Action item: Going line by line through the listing, how many lines hold "heard"? State nothing but the number.
Top of Data for this exercise
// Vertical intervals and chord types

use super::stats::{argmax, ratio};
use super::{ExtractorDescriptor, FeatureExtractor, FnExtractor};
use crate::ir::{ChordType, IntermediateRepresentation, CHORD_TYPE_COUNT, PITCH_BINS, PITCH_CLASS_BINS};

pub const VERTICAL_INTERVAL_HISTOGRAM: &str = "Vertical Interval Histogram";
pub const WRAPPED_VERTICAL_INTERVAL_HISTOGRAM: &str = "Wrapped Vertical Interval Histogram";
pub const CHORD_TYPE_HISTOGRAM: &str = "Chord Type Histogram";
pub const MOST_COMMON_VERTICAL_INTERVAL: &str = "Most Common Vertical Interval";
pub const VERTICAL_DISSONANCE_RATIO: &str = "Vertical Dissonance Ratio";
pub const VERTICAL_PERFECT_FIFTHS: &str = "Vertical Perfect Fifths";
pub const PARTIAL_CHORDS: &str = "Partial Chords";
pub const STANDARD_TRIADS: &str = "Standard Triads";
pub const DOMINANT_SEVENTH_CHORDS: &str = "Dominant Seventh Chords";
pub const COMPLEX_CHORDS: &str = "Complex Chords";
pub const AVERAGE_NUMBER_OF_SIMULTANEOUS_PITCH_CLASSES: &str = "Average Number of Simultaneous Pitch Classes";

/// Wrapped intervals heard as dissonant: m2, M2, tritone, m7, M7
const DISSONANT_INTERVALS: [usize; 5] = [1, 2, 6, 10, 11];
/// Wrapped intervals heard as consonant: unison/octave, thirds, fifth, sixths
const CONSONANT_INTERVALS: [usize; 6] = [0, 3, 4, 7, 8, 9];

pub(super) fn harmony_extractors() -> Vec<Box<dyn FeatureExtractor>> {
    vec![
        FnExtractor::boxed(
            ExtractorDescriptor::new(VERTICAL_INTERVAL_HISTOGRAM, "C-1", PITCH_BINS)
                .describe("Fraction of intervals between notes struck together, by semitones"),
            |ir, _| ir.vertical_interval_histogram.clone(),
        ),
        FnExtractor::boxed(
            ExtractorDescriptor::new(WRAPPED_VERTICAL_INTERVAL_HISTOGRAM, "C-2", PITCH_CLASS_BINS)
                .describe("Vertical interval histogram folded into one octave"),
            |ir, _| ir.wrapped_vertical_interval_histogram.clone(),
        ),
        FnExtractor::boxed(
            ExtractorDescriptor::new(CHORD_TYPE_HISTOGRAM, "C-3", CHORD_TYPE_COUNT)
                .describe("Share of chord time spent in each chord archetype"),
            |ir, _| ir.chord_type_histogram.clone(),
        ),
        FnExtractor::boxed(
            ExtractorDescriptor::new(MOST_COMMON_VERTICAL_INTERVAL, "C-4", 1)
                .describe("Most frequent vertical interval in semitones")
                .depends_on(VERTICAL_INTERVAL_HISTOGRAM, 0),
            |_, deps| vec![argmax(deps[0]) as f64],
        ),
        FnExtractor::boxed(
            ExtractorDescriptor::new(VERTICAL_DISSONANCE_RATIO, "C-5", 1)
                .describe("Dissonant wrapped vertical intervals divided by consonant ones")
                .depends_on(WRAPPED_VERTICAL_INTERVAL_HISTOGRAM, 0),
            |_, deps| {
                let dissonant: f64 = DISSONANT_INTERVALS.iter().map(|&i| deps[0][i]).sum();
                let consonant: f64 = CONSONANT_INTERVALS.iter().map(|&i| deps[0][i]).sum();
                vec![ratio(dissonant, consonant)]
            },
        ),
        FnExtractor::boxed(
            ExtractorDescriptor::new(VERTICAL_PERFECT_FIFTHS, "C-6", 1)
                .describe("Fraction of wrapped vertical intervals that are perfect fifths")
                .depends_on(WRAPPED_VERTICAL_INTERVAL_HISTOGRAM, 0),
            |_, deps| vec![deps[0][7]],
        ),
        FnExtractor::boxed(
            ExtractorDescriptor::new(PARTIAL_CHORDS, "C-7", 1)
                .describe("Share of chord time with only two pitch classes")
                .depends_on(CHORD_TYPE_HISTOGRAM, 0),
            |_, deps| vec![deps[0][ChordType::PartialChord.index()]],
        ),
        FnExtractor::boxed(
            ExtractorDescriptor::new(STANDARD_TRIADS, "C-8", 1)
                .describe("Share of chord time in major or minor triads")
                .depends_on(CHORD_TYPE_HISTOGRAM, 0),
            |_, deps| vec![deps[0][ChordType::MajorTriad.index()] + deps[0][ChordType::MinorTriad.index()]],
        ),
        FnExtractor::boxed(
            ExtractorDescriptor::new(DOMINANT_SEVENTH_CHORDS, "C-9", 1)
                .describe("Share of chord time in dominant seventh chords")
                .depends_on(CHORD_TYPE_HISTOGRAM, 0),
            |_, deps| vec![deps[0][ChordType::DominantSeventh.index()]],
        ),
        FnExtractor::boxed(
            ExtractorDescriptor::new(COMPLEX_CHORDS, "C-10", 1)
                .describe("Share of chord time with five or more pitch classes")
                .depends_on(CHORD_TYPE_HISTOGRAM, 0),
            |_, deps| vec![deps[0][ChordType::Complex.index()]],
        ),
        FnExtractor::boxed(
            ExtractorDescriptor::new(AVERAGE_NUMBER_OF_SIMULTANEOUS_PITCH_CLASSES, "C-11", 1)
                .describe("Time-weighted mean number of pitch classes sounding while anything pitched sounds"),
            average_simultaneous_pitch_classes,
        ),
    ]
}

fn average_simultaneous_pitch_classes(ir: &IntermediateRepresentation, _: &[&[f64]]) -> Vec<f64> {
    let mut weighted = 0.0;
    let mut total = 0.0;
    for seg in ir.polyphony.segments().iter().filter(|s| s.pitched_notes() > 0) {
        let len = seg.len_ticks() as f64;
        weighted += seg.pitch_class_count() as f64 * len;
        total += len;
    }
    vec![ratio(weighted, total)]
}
Bottom of Data for this exercise
Top of Data for this exercise
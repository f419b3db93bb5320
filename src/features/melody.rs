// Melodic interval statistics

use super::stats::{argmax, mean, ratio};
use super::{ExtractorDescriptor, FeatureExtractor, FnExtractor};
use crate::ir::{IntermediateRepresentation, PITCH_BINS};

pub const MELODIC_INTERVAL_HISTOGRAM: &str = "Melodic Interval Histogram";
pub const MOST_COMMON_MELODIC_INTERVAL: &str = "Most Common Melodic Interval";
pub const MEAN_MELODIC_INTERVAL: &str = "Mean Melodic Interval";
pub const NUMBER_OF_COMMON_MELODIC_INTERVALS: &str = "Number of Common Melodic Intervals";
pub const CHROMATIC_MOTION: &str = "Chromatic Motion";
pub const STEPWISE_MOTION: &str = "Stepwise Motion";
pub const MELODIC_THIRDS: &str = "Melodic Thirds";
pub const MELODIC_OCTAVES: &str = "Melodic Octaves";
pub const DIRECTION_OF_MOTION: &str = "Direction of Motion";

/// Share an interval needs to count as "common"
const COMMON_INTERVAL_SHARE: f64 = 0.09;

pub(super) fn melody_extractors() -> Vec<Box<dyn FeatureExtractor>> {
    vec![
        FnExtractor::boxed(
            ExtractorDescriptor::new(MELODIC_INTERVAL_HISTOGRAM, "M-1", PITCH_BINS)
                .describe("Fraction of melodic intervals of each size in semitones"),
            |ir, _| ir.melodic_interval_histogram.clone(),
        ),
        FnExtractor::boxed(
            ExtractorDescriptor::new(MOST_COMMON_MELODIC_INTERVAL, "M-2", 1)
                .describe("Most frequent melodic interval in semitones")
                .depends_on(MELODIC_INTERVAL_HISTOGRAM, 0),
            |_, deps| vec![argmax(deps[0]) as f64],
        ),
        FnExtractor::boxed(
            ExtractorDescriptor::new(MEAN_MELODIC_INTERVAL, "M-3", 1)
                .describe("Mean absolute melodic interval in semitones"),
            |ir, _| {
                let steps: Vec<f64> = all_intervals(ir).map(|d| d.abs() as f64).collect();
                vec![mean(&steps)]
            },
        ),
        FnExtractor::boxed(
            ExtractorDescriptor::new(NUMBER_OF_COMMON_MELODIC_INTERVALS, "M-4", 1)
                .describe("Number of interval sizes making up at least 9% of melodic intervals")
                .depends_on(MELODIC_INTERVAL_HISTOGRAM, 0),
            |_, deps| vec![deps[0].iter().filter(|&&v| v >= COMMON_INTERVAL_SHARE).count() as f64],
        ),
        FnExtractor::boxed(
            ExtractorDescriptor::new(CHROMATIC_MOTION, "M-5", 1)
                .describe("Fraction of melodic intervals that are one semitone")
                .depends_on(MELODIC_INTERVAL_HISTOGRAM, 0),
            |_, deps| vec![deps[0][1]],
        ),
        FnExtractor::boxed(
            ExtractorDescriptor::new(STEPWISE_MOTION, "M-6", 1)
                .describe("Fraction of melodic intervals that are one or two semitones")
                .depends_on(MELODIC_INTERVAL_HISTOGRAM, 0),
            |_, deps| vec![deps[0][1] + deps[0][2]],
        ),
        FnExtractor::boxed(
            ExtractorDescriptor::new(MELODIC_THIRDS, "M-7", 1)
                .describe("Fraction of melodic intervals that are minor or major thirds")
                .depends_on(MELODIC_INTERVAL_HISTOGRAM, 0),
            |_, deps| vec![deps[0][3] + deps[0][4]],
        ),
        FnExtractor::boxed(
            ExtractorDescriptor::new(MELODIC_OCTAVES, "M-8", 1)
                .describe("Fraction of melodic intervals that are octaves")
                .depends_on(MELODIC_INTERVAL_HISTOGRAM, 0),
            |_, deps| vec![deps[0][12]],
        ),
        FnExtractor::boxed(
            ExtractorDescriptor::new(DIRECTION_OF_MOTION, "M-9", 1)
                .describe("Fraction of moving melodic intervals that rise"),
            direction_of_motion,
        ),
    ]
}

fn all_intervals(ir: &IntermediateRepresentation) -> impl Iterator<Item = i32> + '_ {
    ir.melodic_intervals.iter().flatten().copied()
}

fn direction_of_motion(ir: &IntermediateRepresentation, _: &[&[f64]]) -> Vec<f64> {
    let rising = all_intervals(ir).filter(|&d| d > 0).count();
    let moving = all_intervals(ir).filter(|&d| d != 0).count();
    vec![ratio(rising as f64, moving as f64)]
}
Bottom of Data for this exercise
Written response: 2